Figure 6. SIGN-R1 receptor contribution to myeloid cell activation and liver injury.

(A,B) Effects of rTbKHC1 on myeloid cells from non-infected control (Ctrl) or SIGN-R1 KO mice (A: relative expression of Arg1, Arg2, Il10 and iNOS genes; B: arginase activity in presence of indicated antibodies or sugars). Data are means ± SEM of 3 individual mice of one representative from 3 independent experiments. * p<0.05 compared to non-stimulated (-) cells. (C) Effects of rTbKHC1 on liver injury: microscopic analysis (hematoxylin-eosin staining, magnification 20×) of sections from WT- and TbKHC1 KO-infected mice at day 30 p.i. Anoxic infarcts (ai), periportal (>>) and lobular (>) mononuclear cell infiltrates were representative of 8 animals tested in 2 independent experiments. (D) Spontaneous NO and IL-10 secretions in spleen myeloid cell supernatants from WT- and TbKHC1 KO-infected mice treated with D-NAME or L-NAME (day 30 p.i.). (E) Idem as D in SIGN-R1 KO and control (Ctrl) mice.
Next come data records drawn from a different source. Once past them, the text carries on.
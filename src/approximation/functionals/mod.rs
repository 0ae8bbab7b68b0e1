//! Projection functionals
//!
//! A projection functional λ_j maps a continuous function f to one scalar per
//! basis index j. Every rule in this crate is a finite linear combination of
//! point values of f:
//!
//! ```text
//! λ_j(f) = Σ_k w_k · f(x_k)
//! ```
//!
//! Derivative-corrected rules fit the same shape because their derivatives
//! are central differences. A rule is therefore fully described by one
//! [`Stencil`] per basis index, computed once when the functional is built.
//! Building is where everything that can go wrong goes wrong (near-zero
//! denominators in derived weights); evaluating a stencil is infallible.
//!
//! # Module Organization
//!
//! - [`pointwise`]: Schoenberg–Marsden, f at the auxiliary node
//! - [`averaging`]: 3-point averaging, fixed (algebraic) or derived
//!   (trigonometric/hyperbolic) weights
//! - [`de_boor`]: de Boor–Fix dual functionals at the three knots
//! - [`projection`]: exact projection, fixed or derived 5-point stencils
//!
//! # Small solves
//!
//! [`solve_2x2`] is the Cramer helper behind derived averaging weights.
//! [`first_derivative`] and [`second_derivative`] return the central
//! difference stencils with step [`DERIVATIVE_STEP`].

use std::fmt;

use crate::error::{FredholmError, Result};

pub mod averaging;
pub mod de_boor;
pub mod pointwise;
pub mod projection;

pub use averaging::Averaging;
pub use de_boor::{DeBoorFix, DeBoorNode};
pub use pointwise::SchoenbergMarsden;
pub use projection::{ExactProjection, ProjectionWeights};

/// Step of the central differences
pub const DERIVATIVE_STEP: f64 = 1e-5;

/// Relative size below which a derived denominator counts as zero
pub(crate) const WEIGHT_TOLERANCE: f64 = 1e-12;

// =================================================================================================
// Projection Functional Trait
// =================================================================================================

/// One functional per basis index, evaluated on arbitrary functions
///
/// # Contract
///
/// - `stencil(j)` is defined for every basis index −2..=N−1 of the grid the
///   functional was built on, and panics outside that range
/// - `evaluate` is linear in `f` and deterministic
pub trait ProjectionFunctional: Send + Sync + fmt::Debug {
    /// Name of the rule (used to display and logging)
    fn name(&self) -> &'static str;

    /// Stencil of functional `j`
    fn stencil(&self, j: i64) -> &Stencil;

    /// λ_j(f)
    fn evaluate(&self, j: i64, f: &dyn Fn(f64) -> f64) -> f64 {
        self.stencil(j).apply(f)
    }
}

// =================================================================================================
// Stencil
// =================================================================================================

/// Linear combination of point values: Σ weight·f(point)
#[derive(Debug, Clone, PartialEq, Default)]
pub struct Stencil {
    terms: Vec<(f64, f64)>,
}

impl Stencil {
    /// Stencil from `(point, weight)` pairs
    pub fn new(terms: Vec<(f64, f64)>) -> Self {
        Self { terms }
    }

    /// f(x)
    pub fn point(x: f64) -> Self {
        Self { terms: vec![(x, 1.0)] }
    }

    /// `(point, weight)` pairs in evaluation order
    pub fn terms(&self) -> &[(f64, f64)] {
        &self.terms
    }

    /// Weights in evaluation order
    pub fn weights(&self) -> Vec<f64> {
        self.terms.iter().map(|&(_, w)| w).collect()
    }

    /// Σ weights, i.e. the value on f ≡ 1
    pub fn weight_sum(&self) -> f64 {
        self.terms.iter().map(|&(_, w)| w).sum()
    }

    /// Multiply every weight by `factor`
    pub fn scaled(mut self, factor: f64) -> Self {
        for term in &mut self.terms {
            term.1 *= factor;
        }
        self
    }

    /// Concatenate with another stencil (sum of functionals)
    pub fn plus(mut self, other: Stencil) -> Self {
        self.terms.extend(other.terms);
        self
    }

    /// Σ weight·f(point)
    pub fn apply(&self, f: &dyn Fn(f64) -> f64) -> f64 {
        self.terms.iter().map(|&(x, w)| w * f(x)).sum()
    }
}

// =================================================================================================
// Stencil Table
// =================================================================================================

/// Stencils indexed by basis index `first..`
#[derive(Debug, Clone, PartialEq)]
pub(crate) struct StencilTable {
    first: i64,
    stencils: Vec<Stencil>,
}

impl StencilTable {
    /// Build stencils for `first..=last`, stopping at the first failure
    pub(crate) fn try_from_fn<F>(first: i64, last: i64, mut build: F) -> Result<Self>
    where
        F: FnMut(i64) -> Result<Stencil>,
    {
        let stencils = (first..=last).map(&mut build).collect::<Result<Vec<_>>>()?;
        Ok(Self { first, stencils })
    }

    /// Infallible variant of [`StencilTable::try_from_fn`]
    pub(crate) fn from_fn<F>(first: i64, last: i64, mut build: F) -> Self
    where
        F: FnMut(i64) -> Stencil,
    {
        Self {
            first,
            stencils: (first..=last).map(&mut build).collect(),
        }
    }

    pub(crate) fn get(&self, j: i64) -> &Stencil {
        let last = self.first + self.stencils.len() as i64 - 1;
        if j < self.first || j > last {
            panic!("index {} outside populated range {}..={}", j, self.first, last);
        }
        &self.stencils[(j - self.first) as usize]
    }
}

// =================================================================================================
// Helpers
// =================================================================================================

/// Central difference f'(x) ≈ (f(x+h) − f(x−h)) / 2h
pub fn first_derivative(x: f64) -> Stencil {
    let h = DERIVATIVE_STEP;
    Stencil::new(vec![(x + h, 0.5 / h), (x - h, -0.5 / h)])
}

/// Central difference of the central difference
///
/// f''(x) ≈ (f(x+2h) − 2f(x) + f(x−2h)) / 4h²
pub fn second_derivative(x: f64) -> Stencil {
    let h = DERIVATIVE_STEP;
    let scale = 0.25 / (h * h);
    Stencil::new(vec![(x + 2.0 * h, scale), (x, -2.0 * scale), (x - 2.0 * h, scale)])
}

/// Solve the 2×2 system `matrix · x = rhs` by Cramer's rule
///
/// Returns `None` when the determinant is not finite or vanishes relative to
/// the products it is formed from (cancellation leaves no significant digit).
pub fn solve_2x2(matrix: [[f64; 2]; 2], rhs: [f64; 2]) -> Option<[f64; 2]> {
    let [[a, b], [c, d]] = matrix;
    let det = determinant_2x2(matrix);
    let scale = (a * d).abs() + (b * c).abs();

    if !det.is_finite() || det.abs() <= WEIGHT_TOLERANCE * scale {
        return None;
    }

    let x0 = (rhs[0] * d - b * rhs[1]) / det;
    let x1 = (a * rhs[1] - rhs[0] * c) / det;
    Some([x0, x1])
}

/// Determinant of a 2×2 matrix
pub fn determinant_2x2(matrix: [[f64; 2]; 2]) -> f64 {
    matrix[0][0] * matrix[1][1] - matrix[0][1] * matrix[1][0]
}

/// 1 / denominator, or an instability error when the denominator vanishes
/// relative to `scale`
pub(crate) fn checked_reciprocal(
    stage: &'static str,
    index: i64,
    denominator: f64,
    scale: f64,
) -> Result<f64> {
    if !denominator.is_finite() || denominator.abs() <= WEIGHT_TOLERANCE * scale.abs() {
        return Err(FredholmError::instability(stage, index, denominator));
    }
    Ok(1.0 / denominator)
}

// =================================================================================================
// Tests
// =================================================================================================

#[cfg(test)]
mod tests {
    use super::*;
    use approx::assert_relative_eq;

    #[test]
    fn test_stencil_apply() {
        let stencil = Stencil::new(vec![(1.0, 2.0), (2.0, -1.0)]);
        assert_eq!(stencil.apply(&|x| x * x), 2.0 - 4.0);
        assert_eq!(stencil.weight_sum(), 1.0);
        assert_eq!(stencil.weights(), vec![2.0, -1.0]);
    }

    #[test]
    fn test_stencil_combinators() {
        let stencil = Stencil::point(0.5).plus(Stencil::point(1.5).scaled(3.0));
        assert_eq!(stencil.terms(), &[(0.5, 1.0), (1.5, 3.0)]);
        assert_eq!(stencil.apply(&|x| x), 0.5 + 4.5);
    }

    #[test]
    fn test_first_derivative_on_quadratic() {
        // Central differences are exact on quadratics up to rounding
        let d = first_derivative(0.7).apply(&|x| 3.0 * x * x - x + 2.0);
        assert_relative_eq!(d, 6.0 * 0.7 - 1.0, epsilon = 1e-8);
    }

    #[test]
    fn test_second_derivative_on_quadratic() {
        let d2 = second_derivative(0.3).apply(&|x| 3.0 * x * x - x + 2.0);
        assert_relative_eq!(d2, 6.0, epsilon = 1e-4);
    }

    #[test]
    fn test_solve_2x2() {
        // 2x + y = 5, x - y = 1 → x = 2, y = 1
        let [x, y] = solve_2x2([[2.0, 1.0], [1.0, -1.0]], [5.0, 1.0]).unwrap();
        assert_relative_eq!(x, 2.0, epsilon = 1e-15);
        assert_relative_eq!(y, 1.0, epsilon = 1e-15);
    }

    #[test]
    fn test_solve_2x2_singular() {
        assert!(solve_2x2([[1.0, 2.0], [2.0, 4.0]], [1.0, 2.0]).is_none());
        assert!(solve_2x2([[0.0, 0.0], [0.0, 0.0]], [1.0, 2.0]).is_none());
        assert!(solve_2x2([[f64::NAN, 0.0], [0.0, 1.0]], [1.0, 2.0]).is_none());
    }

    #[test]
    fn test_checked_reciprocal() {
        assert_eq!(checked_reciprocal("test", 0, 4.0, 1.0).unwrap(), 0.25);
        let err = checked_reciprocal("test", 3, 1e-20, 1.0).unwrap_err();
        assert!(err.is_instability());
    }

    #[test]
    fn test_stencil_table() {
        let table = StencilTable::from_fn(-2, 1, |j| Stencil::point(j as f64));
        assert_eq!(table.get(-2).terms(), &[(-2.0, 1.0)]);
        assert_eq!(table.get(1).terms(), &[(1.0, 1.0)]);
    }

    #[test]
    #[should_panic(expected = "outside populated range")]
    fn test_stencil_table_out_of_range() {
        let table = StencilTable::from_fn(-2, 1, |j| Stencil::point(j as f64));
        let _ = table.get(2);
    }

    #[test]
    fn test_stencil_table_propagates_error() {
        let result = StencilTable::try_from_fn(-2, 3, |j| {
            if j == 1 {
                Err(FredholmError::instability("test", j, 0.0))
            } else {
                Ok(Stencil::point(0.0))
            }
        });
        assert!(result.unwrap_err().is_instability());
    }
}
Data are means ± SEM of 3–4 individual mice of one representative from 3 independent experiments. ∇ p<0.05 comparing WT or TbKHC1 KO- infected mice to non-infected mice; £ p<0.05 comparing L-NAME and D-NAME treatment in WT- or TbKHC1 KO-infected mice; # p<0.05 comparing WT- and TbKHC1 KO-infected mice.